Source: Earth Island Institute
In this video adapted from Earth Island Institute’s New Leaders Initiative, New York student Shadia Wood tells how she became an environmental activist. Wood lives near several toxic waste sites and was concerned to learn that the New York Superfund—the money set aside for cleaning such sites in her state—had gone bankrupt. Working with other students and environmental groups, Wood lobbied the New York legislature for eight years until the Superfund program was refinanced. Environmentalist Laura Haight says that this law was the most important environmental law passed in New York State in a decade.
In the late 1970s, a neighborhood in upstate New York named Love Canal got international attention when authorities discovered 21,000 tons of toxic waste buried beneath homes and a school. Around the same time, an abandoned property near Louisville, Kentucky—the 23-acre “Valley of the Drums”—became so overrun by illegally dumped drums containing chemical waste that the Environmental Protection Agency (EPA) initiated an emergency cleanup. These disasters made headlines and pushed the government into action. On December 11, 1980, the United States Congress passed the Comprehensive Environmental Response, Compensation, and Liability Act, better known as Superfund.
The Superfund program allows EPA to clean up toxic waste sites and, when possible, force those responsible to either clean up the mess or pay the government to do it.
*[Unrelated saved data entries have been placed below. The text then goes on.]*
use std::fmt;
use std::sync::RwLock;

use colored::Colorize;
use once_cell::sync::Lazy;

/// Message categories used by the CLI output helpers.
#[derive(Clone, Copy, Debug, PartialEq, Eq)]
pub enum MessageKind {
    Warning,
    Error,
    Section,
}

#[derive(Clone, Copy, Debug, Default, PartialEq, Eq)]
pub struct OutputPreferences {
    /// No colours and ASCII-only rules.
    pub plain_mode: bool,
}

impl OutputPreferences {
    /// Plain output when colours are disabled in the config or `NO_COLOR` is set.
    pub fn from_environment(ui_color_enabled: bool) -> Self {
        let no_color = std::env::var_os("NO_COLOR").is_some_and(|value| !value.is_empty());
        Self {
            plain_mode: !ui_color_enabled || no_color,
        }
    }
}

static PREFERENCES: Lazy<RwLock<OutputPreferences>> =
    Lazy::new(|| RwLock::new(OutputPreferences::default()));

pub fn set_preferences(prefs: OutputPreferences) {
    if let Ok(mut guard) = PREFERENCES.write() {
        *guard = prefs;
    }
    colored::control::set_override(!prefs.plain_mode);
}

pub fn current_preferences() -> OutputPreferences {
    PREFERENCES
        .read()
        .map(|guard| *guard)
        .unwrap_or_default()
}

fn label(kind: MessageKind) -> &'static str {
    match kind {
        MessageKind::Warning => "WARNING",
        MessageKind::Error => "ERROR",
        MessageKind::Section => "",
    }
}

/// Formats a message the way [`print`] would, without writing it.
pub fn styled(kind: MessageKind, message: impl fmt::Display, prefs: &OutputPreferences) -> String {
    let text = message.to_string();
    let base = match kind {
        MessageKind::Section => format!("=== {} ===", text.trim()),
        _ => format!("{}: {}", label(kind), text),
    };

    if prefs.plain_mode {
        return base;
    }

    match kind {
        MessageKind::Warning => base.bright_yellow().to_string(),
        MessageKind::Error => base.bright_red().to_string(),
        MessageKind::Section => base.bold().to_string(),
    }
}

pub fn print(kind: MessageKind, message: impl fmt::Display) {
    let prefs = current_preferences();
    let formatted = styled(kind, message, &prefs);
    match kind {
        MessageKind::Section => println!("{formatted}"),
        MessageKind::Warning | MessageKind::Error => eprintln!("{formatted}"),
    }
}

pub fn error(message: impl fmt::Display) {
    print(MessageKind::Error, message);
}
The Superfund cleanup process is long and complex. When someone notifies the government about a potentially hazardous waste site, EPA inspects the site, reviews records, interviews workers and residents, and takes water and soil samples. If a site is hazardous enough, EPA places it on the National Priorities List—the list of hazardous waste sites eligible for long-term remedial action under Superfund—and establishes appropriate cleanup plans. In addition, EPA can remove waste immediately if necessary to protect the public. As of November 2010, the National Priorities List included more than 1,200 sites.
Despite its name, Superfund lacks the money to clean up the sites on the National Priorities List. Taxes on the petroleum and chemical industries originally paid for the toxic waste cleanups. This money went into a trust fund until the taxes expired in 1995. The fund reached a peak of $3.8 billion in 1996, but then ran out of money by 2003. Whenever possible, the government orders a polluter to clean up a designated site itself, and in the past, polluters have paid for about 70 percent of Superfund cleanups. But still, nearly half of the 1,200-plus sites nationwide are considered “orphans,” where no one has accepted responsibility for the cleanup.
Since 2003, the federal government has appropriated public money each year to pay for orphaned sites, but with the public trust fund empty, cleanup has slowed. Some states, like New York, have a state-run Superfund program in addition to the federal program, but these may also have budget problems. Recently, the U.S. Congress has debated the idea of reinstating the national Superfund tax. The idea is controversial. While some argue that it’s fair for polluting industries to pay for their behavior, petroleum and chemical companies argue that it unfairly punishes them.